**BRIEF:**
Within the records that follow, find every line containing the string "push". Copy those lines.

--- INPUT DATA ---

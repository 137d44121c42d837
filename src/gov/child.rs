use crate::gov::config::Config;
use anyhow::Context as _;
use nix::sys::resource::{getrlimit, setrlimit, Resource};
use std::collections::BTreeMap;
use std::os::unix::fs::{MetadataExt, PermissionsExt};
use std::os::unix::process::CommandExt as _;
use std::path::{Path, PathBuf};
use std::process::{Command, Stdio};

/// A fully resolved child invocation: absolute executable, working
/// directory, merged environment and credentials. Built once per spawn from
/// the service's current config.
#[derive(Debug, Clone)]
pub struct ChildSpec {
    pub path: PathBuf,
    pub args: Vec<String>,
    pub dir: PathBuf,
    pub env: Vec<(String, String)>,
    pub uid: u32,
    pub gid: u32,
    pub max_open_files: Option<u64>,
}

/// Split a command line on whitespace, honoring single and double quotes.
pub fn split_command(command: &str) -> anyhow::Result<Vec<String>> {
    let mut fields: Vec<String> = Vec::new();
    let mut cur = String::new();
    let mut quote: Option<char> = None;
    let mut in_field = false;
    for c in command.chars() {
        match quote {
            Some(q) => {
                if c == q {
                    quote = None;
                } else {
                    cur.push(c);
                }
            }
            None => match c {
                '\'' | '"' => {
                    quote = Some(c);
                    in_field = true;
                }
                c if c.is_whitespace() => {
                    if in_field {
                        fields.push(std::mem::take(&mut cur));
                        in_field = false;
                    }
                }
                c => {
                    cur.push(c);
                    in_field = true;
                }
            },
        }
    }
    if let Some(q) = quote {
        anyhow::bail!("unbalanced {q} quote in command {command:?}");
    }
    if in_field {
        fields.push(cur);
    }
    anyhow::ensure!(!fields.is_empty(), "no command");
    Ok(fields)
}

/// Resolve a bare program name through PATH. Absolute paths pass through.
pub fn lookup_path(name: &str) -> anyhow::Result<PathBuf> {
    let p = Path::new(name);
    if p.is_absolute() {
        return Ok(p.to_path_buf());
    }
    let path = std::env::var("PATH").unwrap_or_default();
    for dir in path.split(':').filter(|d| !d.is_empty()) {
        let cand = Path::new(dir).join(name);
        if let Ok(md) = std::fs::metadata(&cand) {
            if md.is_file() && md.permissions().mode() & 0o111 != 0 {
                return Ok(cand);
            }
        }
    }
    anyhow::bail!("executable {name:?} not found in PATH")
}

fn resolve_credentials(cfg: &Config, exe: &Path) -> anyhow::Result<(u32, u32)> {
    let (mut uid, mut gid) = if cfg.inherit_exec_owner {
        let md = std::fs::metadata(exe)
            .with_context(|| format!("stat {}", exe.display()))?;
        (md.uid(), md.gid())
    } else {
        (0, 0)
    };
    if !cfg.group.is_empty() {
        let grp = users::get_group_by_name(&cfg.group)
            .ok_or_else(|| anyhow::anyhow!("invalid group {:?}", cfg.group))?;
        gid = grp.gid();
    }
    if !cfg.user.is_empty() {
        let usr = users::get_user_by_name(&cfg.user)
            .ok_or_else(|| anyhow::anyhow!("invalid user {:?}", cfg.user))?;
        uid = usr.uid();
        if gid == 0 {
            gid = usr.primary_group_id();
        }
    }
    Ok((uid, gid))
}

fn merge_env(cfg: &Config) -> Vec<(String, String)> {
    let mut env: Vec<(String, String)> = Vec::new();
    let mut seen: BTreeMap<&str, ()> = BTreeMap::new();
    for (k, v) in &cfg.env {
        env.push((k.clone(), v.clone()));
        seen.insert(k.as_str(), ());
    }
    if cfg.inject_gomaxprocs && !cfg.env.contains_key("GOMAXPROCS") {
        let ncpu = std::thread::available_parallelism()
            .map(|n| n.get())
            .unwrap_or(1);
        env.push(("GOMAXPROCS".to_string(), ncpu.to_string()));
    }
    for (k, v) in std::env::vars() {
        if !seen.contains_key(k.as_str()) {
            env.push((k, v));
        }
    }
    env
}

/// Resolve a config into a spawnable invocation. Errors here are config
/// errors (bad command, unknown executable, invalid user/group), reported to
/// the operator through the service's start path.
pub fn build_child_spec(cfg: &Config) -> anyhow::Result<ChildSpec> {
    if let Some(err) = cfg.err.as_deref() {
        anyhow::bail!("{err}");
    }
    anyhow::ensure!(!cfg.command.trim().is_empty(), "no command");
    let mut fields = split_command(&cfg.command)?;
    let path = lookup_path(&fields[0])?;
    fields[0] = path.display().to_string();
    let dir = if cfg.dir.is_empty() {
        path.parent().unwrap_or_else(|| Path::new("/")).to_path_buf()
    } else {
        PathBuf::from(&cfg.dir)
    };
    let (uid, gid) = resolve_credentials(cfg, &path)?;
    let env = merge_env(cfg);
    log::debug!(
        "{} wd: {}, uid: {uid}, gid: {gid}",
        cfg.service_name(),
        dir.display()
    );
    Ok(ChildSpec {
        path,
        args: fields,
        dir,
        env,
        uid,
        gid,
        max_open_files: cfg.max_open_files,
    })
}

impl ChildSpec {
    /// Build the `Command`: argv, cwd, environment, credentials and the
    /// parent-death signal (best-effort, Linux only). stdout/stderr come
    /// back as pipes for the reaper's capture loop.
    pub fn command(&self) -> Command {
        let mut cmd = Command::new(&self.path);
        cmd.args(&self.args[1..]);
        cmd.arg0(&self.args[0]);
        cmd.current_dir(&self.dir);
        cmd.env_clear();
        for (k, v) in &self.env {
            cmd.env(k, v);
        }
        if self.uid != 0 || self.gid != 0 {
            cmd.uid(self.uid);
            cmd.gid(self.gid);
        }
        cmd.stdin(Stdio::null());
        cmd.stdout(Stdio::piped());
        cmd.stderr(Stdio::piped());
        #[cfg(target_os = "linux")]
        unsafe {
            cmd.pre_exec(|| {
                // Ask the kernel to signal us if the supervisor dies.
                libc::prctl(libc::PR_SET_PDEATHSIG, libc::SIGQUIT);
                Ok(())
            });
        }
        cmd
    }
}

// -------- rlimits around spawn --------

pub struct SavedLimit {
    resource: Resource,
    soft: u64,
    hard: u64,
}

/// Apply the spec's rlimits to the calling process, returning the previous
/// values so they can be restored after the spawn. The caller must hold the
/// process-wide start lock so a temporary limit never leaks to a sibling
/// spawn.
pub fn set_limits(spec: &ChildSpec) -> anyhow::Result<Vec<SavedLimit>> {
    let mut saved = Vec::new();
    if let Some(max) = spec.max_open_files {
        let (soft, hard) = getrlimit(Resource::RLIMIT_NOFILE)
            .map_err(|e| anyhow::anyhow!("getrlimit NOFILE: {e}"))?;
        saved.push(SavedLimit {
            resource: Resource::RLIMIT_NOFILE,
            soft,
            hard,
        });
        setrlimit(Resource::RLIMIT_NOFILE, max, max)
            .map_err(|e| anyhow::anyhow!("setrlimit NOFILE to {max}: {e}"))?;
    }
    Ok(saved)
}

pub fn restore_limits(saved: Vec<SavedLimit>) -> anyhow::Result<()> {
    for l in saved {
        setrlimit(l.resource, l.soft, l.hard)
            .map_err(|e| anyhow::anyhow!("restoring rlimit: {e}"))?;
    }
    Ok(())
}
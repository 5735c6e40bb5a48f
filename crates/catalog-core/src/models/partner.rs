use serde::{Deserialize, Serialize};

use super::AuthorRef;
use crate::utils::{asset_url, slugify};

/// Partner record as returned by the admin partner endpoints.
#[derive(Debug, Clone, Default, Serialize, Deserialize)]
pub struct RawPartner {
    #[serde(default)]
    pub id: i64,
    #[serde(default)]
    pub name: String,
    #[serde(default)]
    pub slug: Option<String>,
    #[serde(default)]
    pub image_path: Option<String>,
    #[serde(default)]
    pub image: Option<String>,
    #[serde(default)]
    pub description: Option<String>,
    #[serde(default)]
    pub category: Option<String>,
    #[serde(default)]
    pub created_at: Option<String>,
    #[serde(default)]
    pub admin: Option<AuthorRef>,
}

impl RawPartner {
    pub fn to_partner(&self, asset_base: &str) -> Partner {
        let slug = self
            .slug
            .as_deref()
            .map(str::trim)
            .filter(|s| !s.is_empty())
            .map(str::to_string)
            .unwrap_or_else(|| slugify(&self.name));

        Partner {
            id: self.id,
            name: self.name.clone(),
            slug,
            category: self.category.clone().unwrap_or_default(),
            description: self.description.clone().unwrap_or_default(),
            image: self
                .image_path
                .as_deref()
                .or(self.image.as_deref())
                .and_then(|p| asset_url(asset_base, p)),
        }
    }
}

/// A partner organization.
#[derive(Debug, Clone, PartialEq, Serialize, Deserialize)]
pub struct Partner {
    pub id: i64,
    pub name: String,
    pub slug: String,
    pub category: String,
    pub description: String,
    /// Absolute logo URL
    pub image: Option<String>,
}

#[cfg(test)]
mod tests {
    use super::*;

    #[test]
    fn test_adapt_partner() {
        let raw: RawPartner = serde_json::from_str(
            r#"{"id":3,"name":"Telkom University","image_path":"partners/telu.png"}"#,
        )
        .unwrap();
        let partner = raw.to_partner("https://catalog-api.example.net");

        assert_eq!(partner.slug, "telkom-university");
        assert_eq!(
            partner.image.as_deref(),
            Some("https://catalog-api.example.net/storage/partners/telu.png")
        );
        assert_eq!(partner.description, "");
    }

    #[test]
    fn test_partner_image_field_and_explicit_slug() {
        let raw: RawPartner = serde_json::from_str(
            r#"{"id":4,"name":"RS Hasan Sadikin","slug":"rshs","image":"https://cdn.example.net/rshs.png"}"#,
        )
        .unwrap();
        let partner = raw.to_partner("https://catalog-api.example.net");

        assert_eq!(partner.slug, "rshs");
        assert_eq!(partner.image.as_deref(), Some("https://cdn.example.net/rshs.png"));
    }
}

---

**ANSWER BOX:**
                    cur.push(c);
                        fields.push(std::mem::take(&mut cur));
                    cur.push(c);
        fields.push(cur);
        env.push((k.clone(), v.clone()));
        env.push(("GOMAXPROCS".to_string(), ncpu.to_string()));
            env.push((k, v));
        saved.push(SavedLimit {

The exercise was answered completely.